Moments later, Goatlock and Lupine watched with great interest as a raccoon with one stubby leg and a misshapen mask carefully threaded its way through an obstacle course populated by garbage cans and random bits of debris.

“Why doesn’t the animal stop to eat some of that trash,” asked Lupine.
“It is a REAL raccoon, isn’t it?”

“Of course,” said Director Horace Carstairs of the B.L.E.A.T. Center. “All our creatures are real and completely wild when we acquire them. But we alter their behavior to suit the environment they’ll enter when they leave. This raccoon will be a companion animal for a landfill superintendant who has lost his sense of smell, so we had to train the beast to pass up garbage and only go for fresh food. That way, he’ll show his human what is good to eat, and what isn’t. And he’ll model good hygiene since he washes everything first, regardless.”

Lupine blinked in disbelief at the thought of a raccoon as a taste tester and food guide. “What does it cost,” he asked, “to train such a creature?”

“Not too much,” Carstairs casually replied, “compared to the GDP of a small country.”

“Director Carstairs,” asked Goatlock, “ have you ever trained a turtle to squeeze through small openings?”

“Sorry,” Carstairs replied, “but our confidentiality policy prevents me from discussing any of our cases in detail.”

“I’ll take that as a ‘yes’” said Goatlock. “But why would such a thing be necessary?”

“Turtles get hung up on things,” Carstairs said. “It can take them hours to get free. But if the animal had a knack for slipping past obstacles that would delay a normal turtle … why … that would be advantageous.
Under certain circumstances.”

“Out with it, man.” Lupine blurted. “What circumstances?”

“I’m unwilling to discuss it. You’ll have to go somewhere else for your answer.”

“ There’s no need,” said Goatlock. “I’ll wrap this all up with a tidy little speech tomorrow.”

Or you could write the speech (or a part of it) right now, if you wish.

Surprisingly Slow Progress

Inspector Goatlock Combes of the Crimes Against Gullible Persons Unit and his lanky assistant Lupine continue their investigation of a telephone scam perpetrated against the grandmother of a student studying overseas.
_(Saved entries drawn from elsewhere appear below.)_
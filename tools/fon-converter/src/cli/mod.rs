//! Command line parsing and [`Action`] construction.

use clap::{Arg, ArgAction, Command};

use crate::cli::{convert::ConvertConfig, inspect::InspectConfig};

pub mod convert;
pub mod inspect;

/// The action to carry out.
#[derive(Clone, Debug, Hash, PartialEq, Eq)]
pub enum Action {
    /// Convert the fonts of a `.fon` file into a container.
    Convert(ConvertConfig),
    /// Decode and display the fonts of a container.
    Inspect(InspectConfig),
}

/// Settings shared by every [`Action`].
#[derive(Clone, Debug, Hash, PartialEq, Eq)]
pub struct Cli {
    /// Whether debug logging is enabled.
    pub verbose: bool,
    /// The [`Action`] to carry out.
    pub action: Action,
}

/// Parses `fon-converter`'s arguments to construct a [`Cli`].
pub fn get_cli() -> Cli {
    let matches = command_parser().get_matches();
    let verbose = matches.get_flag("verbose");

    let Some((subcommand_name, subcommand_matches)) = matches.subcommand() else {
        unreachable!("subcommand is required");
    };
    let action = match subcommand_name {
        "convert" => Action::Convert(convert::parse_arguments(subcommand_matches)),
        "inspect" => Action::Inspect(inspect::parse_arguments(subcommand_matches)),
        _ => unreachable!("unexpected subcommand: {subcommand_name:?}"),
    };

    Cli { verbose, action }
}

/// Returns the command parser for all [`Action`]s.
fn command_parser() -> Command {
    let verbose = Arg::new("verbose")
        .short('v')
        .long("verbose")
        .help("Enables debug logging")
        .action(ArgAction::SetTrue)
        .env("FON_CONVERTER_VERBOSE")
        .global(true);

    Command::new("fon-converter")
        .about("Converts raster .fon fonts into delta run-length encoded font containers")
        .version(env!("CARGO_PKG_VERSION"))
        .arg(verbose)
        .subcommand(convert::subcommand_parser())
        .subcommand(inspect::subcommand_parser())
        .subcommand_required(true)
        .arg_required_else_help(true)
}
//! Interface for interacting with glyph bitmaps.
//!
//! Glyphs are stored in a [`GlyphAtlas`], a single monochrome grid holding every glyph of a font
//! in cells of [`GLYPHS_PER_ROW`] columns. Each cell is as wide as the widest glyph, so the cells
//! of narrower glyphs are filled out with [`Pixel::Padding`].

use alloc::{vec, vec::Vec};

/// The number of glyph cells in each row of a [`GlyphAtlas`].
pub const GLYPHS_PER_ROW: usize = 16;

/// The value of a single position in a [`GlyphAtlas`].
#[derive(Clone, Copy, Debug, Default, Hash, PartialEq, Eq, PartialOrd, Ord)]
pub enum Pixel {
    /// The pixel is not drawn.
    #[default]
    Background,
    /// The pixel is drawn.
    Foreground,
    /// The position lies outside of the glyph's declared width and does not carry a pixel.
    Padding,
}

impl Pixel {
    /// Returns [`Pixel::Foreground`] if `bit` is set and [`Pixel::Background`] otherwise.
    pub const fn from_bit(bit: bool) -> Self {
        if bit {
            Self::Foreground
        } else {
            Self::Background
        }
    }

    /// Returns `true` if this [`Pixel`] is [`Pixel::Padding`].
    pub const fn is_padding(self) -> bool {
        matches!(self, Self::Padding)
    }

    /// Returns the opposite binary value. [`Pixel::Padding`] stays [`Pixel::Padding`].
    pub const fn toggle(self) -> Self {
        match self {
            Self::Background => Self::Foreground,
            Self::Foreground => Self::Background,
            Self::Padding => Self::Padding,
        }
    }

    /// Returns the exclusive-or of two binary pixels, treating [`Pixel::Foreground`] as the set
    /// bit. If either side is [`Pixel::Padding`], the result is [`Pixel::Padding`].
    pub const fn xor(self, other: Self) -> Self {
        match (self, other) {
            (Self::Padding, _) | (_, Self::Padding) => Self::Padding,
            (Self::Background, Self::Background) | (Self::Foreground, Self::Foreground) => {
                Self::Background
            }
            _ => Self::Foreground,
        }
    }
}

/// The true pixel width of every glyph in a font.
#[derive(Clone, Debug, Hash, PartialEq, Eq)]
pub enum WidthTable {
    /// Every glyph is exactly `width` pixels wide.
    Fixed {
        /// The width shared by every glyph.
        width: u8,
        /// The number of glyphs in the font.
        glyph_count: usize,
    },
    /// Each glyph carries its own width, ordered by character code.
    Variable(Vec<u8>),
}

impl WidthTable {
    /// Builds a [`WidthTable`] from the per-glyph `widths`.
    ///
    /// A [`WidthTable::Fixed`] is only produced when `fixed` is requested and every glyph is
    /// exactly `max_width` pixels wide. Otherwise the widths are kept as a
    /// [`WidthTable::Variable`].
    pub fn from_widths(widths: Vec<u8>, max_width: u8, fixed: bool) -> Self {
        if fixed && widths.iter().all(|&width| width == max_width) {
            Self::Fixed {
                width: max_width,
                glyph_count: widths.len(),
            }
        } else {
            Self::Variable(widths)
        }
    }

    /// Returns the width of the glyph at `index` or `None` if out of bounds.
    pub fn width(&self, index: usize) -> Option<u8> {
        match self {
            Self::Fixed { width, glyph_count } => (index < *glyph_count).then_some(*width),
            Self::Variable(widths) => widths.get(index).copied(),
        }
    }

    /// Returns the number of glyphs described by this [`WidthTable`].
    pub fn glyph_count(&self) -> usize {
        match self {
            Self::Fixed { glyph_count, .. } => *glyph_count,
            Self::Variable(widths) => widths.len(),
        }
    }

    /// Returns `true` if the widths must be stored alongside the encoded glyphs.
    pub const fn is_variable(&self) -> bool {
        matches!(self, Self::Variable(_))
    }

    /// Returns an [`Iterator`] over the width of every glyph in character code order.
    pub fn iter(&self) -> impl Iterator<Item = u8> + '_ {
        (0..self.glyph_count()).filter_map(|index| self.width(index))
    }

    /// Returns the widest glyph width, or zero if there are no glyphs.
    pub fn max_width(&self) -> u8 {
        self.iter().max().unwrap_or(0)
    }

    /// Returns the number of real pixels in every glyph combined when each glyph is `height`
    /// pixels tall.
    pub fn pixel_count(&self, height: u8) -> usize {
        self.iter()
            .map(|width| usize::from(width) * usize::from(height))
            .sum()
    }
}

/// A rectangular grid containing every glyph of a font.
///
/// Glyph `i` occupies the cell at column `i % 16` and row `i / 16`. Every cell is
/// [`GlyphAtlas::glyph_width()`] by [`GlyphAtlas::glyph_height()`] pixels.
#[derive(Clone, Debug, Hash, PartialEq, Eq)]
pub struct GlyphAtlas {
    /// The pixels of the atlas in row-major order.
    pixels: Vec<Pixel>,
    /// The width of each glyph cell.
    glyph_width: u8,
    /// The height of each glyph cell.
    glyph_height: u8,
    /// The number of glyphs stored in the atlas.
    glyph_count: usize,
}

impl GlyphAtlas {
    /// Creates a new [`GlyphAtlas`] large enough for `glyph_count` cells of `glyph_width` by
    /// `glyph_height` pixels, with every position set to [`Pixel::Padding`].
    pub fn new(glyph_width: u8, glyph_height: u8, glyph_count: usize) -> Self {
        let width = GLYPHS_PER_ROW * usize::from(glyph_width);
        let height = glyph_count.div_ceil(GLYPHS_PER_ROW) * usize::from(glyph_height);

        Self {
            pixels: vec![Pixel::Padding; width * height],
            glyph_width,
            glyph_height,
            glyph_count,
        }
    }

    /// Returns the width of the atlas in pixels.
    pub fn width(&self) -> usize {
        GLYPHS_PER_ROW * usize::from(self.glyph_width)
    }

    /// Returns the height of the atlas in pixels.
    pub fn height(&self) -> usize {
        self.glyph_count.div_ceil(GLYPHS_PER_ROW) * usize::from(self.glyph_height)
    }

    /// Returns the width of a glyph cell in pixels.
    pub const fn glyph_width(&self) -> u8 {
        self.glyph_width
    }

    /// Returns the height of a glyph cell in pixels.
    pub const fn glyph_height(&self) -> u8 {
        self.glyph_height
    }

    /// Returns the number of glyphs in this [`GlyphAtlas`].
    pub const fn glyph_count(&self) -> usize {
        self.glyph_count
    }

    /// Returns the [`Pixel`] at (`x`, `y`) or `None` if out of bounds.
    pub fn get(&self, x: usize, y: usize) -> Option<Pixel> {
        if x >= self.width() {
            return None;
        }

        self.pixels.get(y * self.width() + x).copied()
    }

    /// Returns the top-left corner of the cell holding the glyph at `index`.
    pub fn cell_origin(&self, index: usize) -> Option<(usize, usize)> {
        if index >= self.glyph_count {
            return None;
        }

        let x = (index % GLYPHS_PER_ROW) * usize::from(self.glyph_width);
        let y = (index / GLYPHS_PER_ROW) * usize::from(self.glyph_height);
        Some((x, y))
    }

    /// Returns the [`Pixel`] at (`x`, `y`) relative to the cell of the glyph at `index`.
    pub fn glyph_pixel(&self, index: usize, x: usize, y: usize) -> Option<Pixel> {
        let offset = self.cell_offset(index, x, y)?;
        self.pixels.get(offset).copied()
    }

    /// Sets the [`Pixel`] at (`x`, `y`) relative to the cell of the glyph at `index`.
    ///
    /// # Panics
    ///
    /// Panics if `index` is not a glyph of this atlas or (`x`, `y`) lies outside of its cell.
    pub fn set_glyph_pixel(&mut self, index: usize, x: usize, y: usize, pixel: Pixel) {
        let offset = self
            .cell_offset(index, x, y)
            .unwrap_or_else(|| panic!("({x}, {y}) is outside of the cell of glyph {index}"));
        self.pixels[offset] = pixel;
    }

    /// Returns an [`Iterator`] over the rows of the atlas, top to bottom.
    pub fn rows(&self) -> impl Iterator<Item = &[Pixel]> + '_ {
        self.pixels.chunks(self.width().max(1))
    }

    /// Returns the index into `pixels` of (`x`, `y`) in the cell of the glyph at `index`.
    fn cell_offset(&self, index: usize, x: usize, y: usize) -> Option<usize> {
        if x >= usize::from(self.glyph_width) || y >= usize::from(self.glyph_height) {
            return None;
        }

        let (cell_x, cell_y) = self.cell_origin(index)?;
        Some((cell_y + y) * self.width() + cell_x + x)
    }
}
Alex’s parents, Dr. and Dr. Prettyman, lived at the end of a cul-de-sac in a suburban development called Shady Grove Heights.

Goatlock and Lupine were met at the door by a sullen tweenage girl, Marnie. She was Alex’s younger sister.
“Good day young lady” piped a cheerful Lupine.
“Matter of opinion,” she muttered, closing the door behind them.
“What sort of day is it for you?” Goatlock inquired.
“Tenuous.” And that was all she said.

Marnie led them to a sunny breakfast porch where the Doctors Prettyman were just finishing their morning omelets.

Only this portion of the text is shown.